Publication year - 2016
Publication title -
chemmedchem
Language(s) - English
Resource type - Journals
SCImago Journal Rank - 0.817
H-Index - 100
eISSN - 1860-7187
pISSN - 1860-7179
DOI - 10.1002/cmdc.201500572
Subject(s) - moiety , chemistry , peptide , biological activity , stereochemistry , cytotoxicity , small molecule , molecule , structure–activity relationship , heat shock protein , hsp90 , combinatorial chemistry , biochemistry , in vitro , organic chemistry , gene
Macrocycles have several advantages over small‐molecule drugs when it comes to addressing specific protein–protein interactions as therapeutic targets. Herein we report the synthesis of seven new cyclic peptide molecules and their biological activity. These macrocycles were designed to understand how moving an N ‐methyl moiety around the peptide backbone impacts biological activity. Because the lead non‐methylated structure inhibits the oncogenic regulator heat‐shock protein 90 (Hsp90), two of the most potent analogues were evaluated for their Hsp90 inhibitory activity.

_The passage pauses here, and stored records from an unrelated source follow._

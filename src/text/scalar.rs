//! Scalar classification.
//!
//! A flat value is, in order of precedence:
//!
//! 1. a color, `rgb(R,G,B)` with channels in 0..=255
//! 2. a timestamp, exactly `YYYY-MM-DD HH:MM:SS`
//! 3. text
//!
//! A value that starts like a color literal is committed to being one, so a
//! bad channel is a format error. Timestamps are never an error here: text
//! that only resembles a date is just text.

use chrono::{NaiveDateTime, Timelike};

use crate::core::{Color, ParseError, ParseResult, Timestamp, Value};

const TIMESTAMP_FORMAT: &str = "%Y-%m-%d %H:%M:%S";

/// `YYYY-MM-DD HH:MM:SS`, `D` = digit.
const TIMESTAMP_SHAPE: &[u8; 19] = b"DDDD-DD-DD DD:DD:DD";

/// Classify a flat value found on `line`.
pub fn classify(raw: &str, line: usize) -> ParseResult<Value> {
    let value = raw.trim();

    if is_color_literal(value) {
        return parse_color(value)
            .map(Value::Color)
            .map_err(|reason| ParseError::InvalidColor {
                line,
                text: value.to_string(),
                reason,
            });
    }

    if let Some(ts) = parse_timestamp(value) {
        return Ok(Value::Timestamp(ts));
    }

    Ok(Value::String(value.to_string()))
}

fn is_color_literal(value: &str) -> bool {
    value.starts_with("rgb(") && value.ends_with(')')
}

/// Parse an `rgb(R,G,B)` literal.
pub fn parse_color(value: &str) -> Result<Color, &'static str> {
    let inner = value
        .trim()
        .strip_prefix("rgb(")
        .and_then(|v| v.strip_suffix(')'))
        .ok_or("not an rgb(...) literal")?;

    let mut channels = [0u8; 3];
    let mut parts = inner.split(',');
    for channel in &mut channels {
        let part = parts.next().ok_or("expected three channels")?.trim();
        if part.is_empty() || !part.bytes().all(|b| b.is_ascii_digit()) {
            return Err("channel is not an integer");
        }
        *channel = part.parse().map_err(|_| "channel out of range 0-255")?;
    }
    if parts.next().is_some() {
        return Err("expected three channels");
    }

    let [r, g, b] = channels;
    Ok(Color::new(r, g, b))
}

/// Parse a timestamp in the exact `YYYY-MM-DD HH:MM:SS` form.
///
/// Returns `None` for anything else, including impossible dates and
/// leap seconds (`:60`).
#[must_use]
pub fn parse_timestamp(value: &str) -> Option<Timestamp> {
    let bytes = value.as_bytes();
    if bytes.len() != TIMESTAMP_SHAPE.len() {
        return None;
    }
    let shaped = bytes
        .iter()
        .zip(TIMESTAMP_SHAPE)
        .all(|(&b, &s)| if s == b'D' { b.is_ascii_digit() } else { b == s });
    if !shaped {
        return None;
    }
    NaiveDateTime::parse_from_str(value, TIMESTAMP_FORMAT)
        .ok()
        .filter(|ts| ts.nanosecond() == 0)
}
//! Package names and versions.

use std::cmp::Ordering;
use std::fmt;

use serde::{Deserialize, Serialize};

/// A package name with its version string.
#[derive(Clone, Debug, PartialEq, Eq, Hash, Serialize, Deserialize)]
pub struct PackageVersion {
    pub name: String,
    pub version: String,
}

impl PackageVersion {
    /// Create a package version.
    pub fn new(name: impl Into<String>, version: impl Into<String>) -> Self {
        Self {
            name: name.into(),
            version: version.into(),
        }
    }

    /// Can something built against `self` use `available`?
    ///
    /// True when both name the same package (ASCII case-insensitive) and
    /// `available` is at least as new as `self`.
    #[must_use]
    pub fn compatible_with(&self, available: &PackageVersion) -> bool {
        self.name.eq_ignore_ascii_case(&available.name)
            && compare_versions(&self.version, &available.version) != Ordering::Greater
    }
}

impl fmt::Display for PackageVersion {
    fn fmt(&self, f: &mut fmt::Formatter<'_>) -> fmt::Result {
        write!(f, "{} {}", self.name, self.version)
    }
}

/// Compare version strings component by component.
///
/// Components are separated by `.` or `-`. Two numeric components compare
/// as numbers, anything else compares as text. A version that is a prefix
/// of another is older (`2.0` < `2.0.1`).
#[must_use]
pub fn compare_versions(a: &str, b: &str) -> Ordering {
    let is_sep = |c: char| c == '.' || c == '-';
    let mut left = a.trim().split(is_sep);
    let mut right = b.trim().split(is_sep);

    loop {
        let ord = match (left.next(), right.next()) {
            (None, None) => return Ordering::Equal,
            (Some(_), None) => return Ordering::Greater,
            (None, Some(_)) => return Ordering::Less,
            (Some(x), Some(y)) => match (x.parse::<u64>(), y.parse::<u64>()) {
                (Ok(x), Ok(y)) => x.cmp(&y),
                _ => x.cmp(y),
            },
        };
        if ord != Ordering::Equal {
            return ord;
        }
    }
}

We show that incorporating an N ‐methyl moiety controls the conformation of the macrocycle, which dramatically impacts cytotoxicity and binding affinity for Hsp90. Thus, the placement of an N‐methylated amino acid within a macrocycle generates an unpredictable change to the compound's conformation and hence biological activity.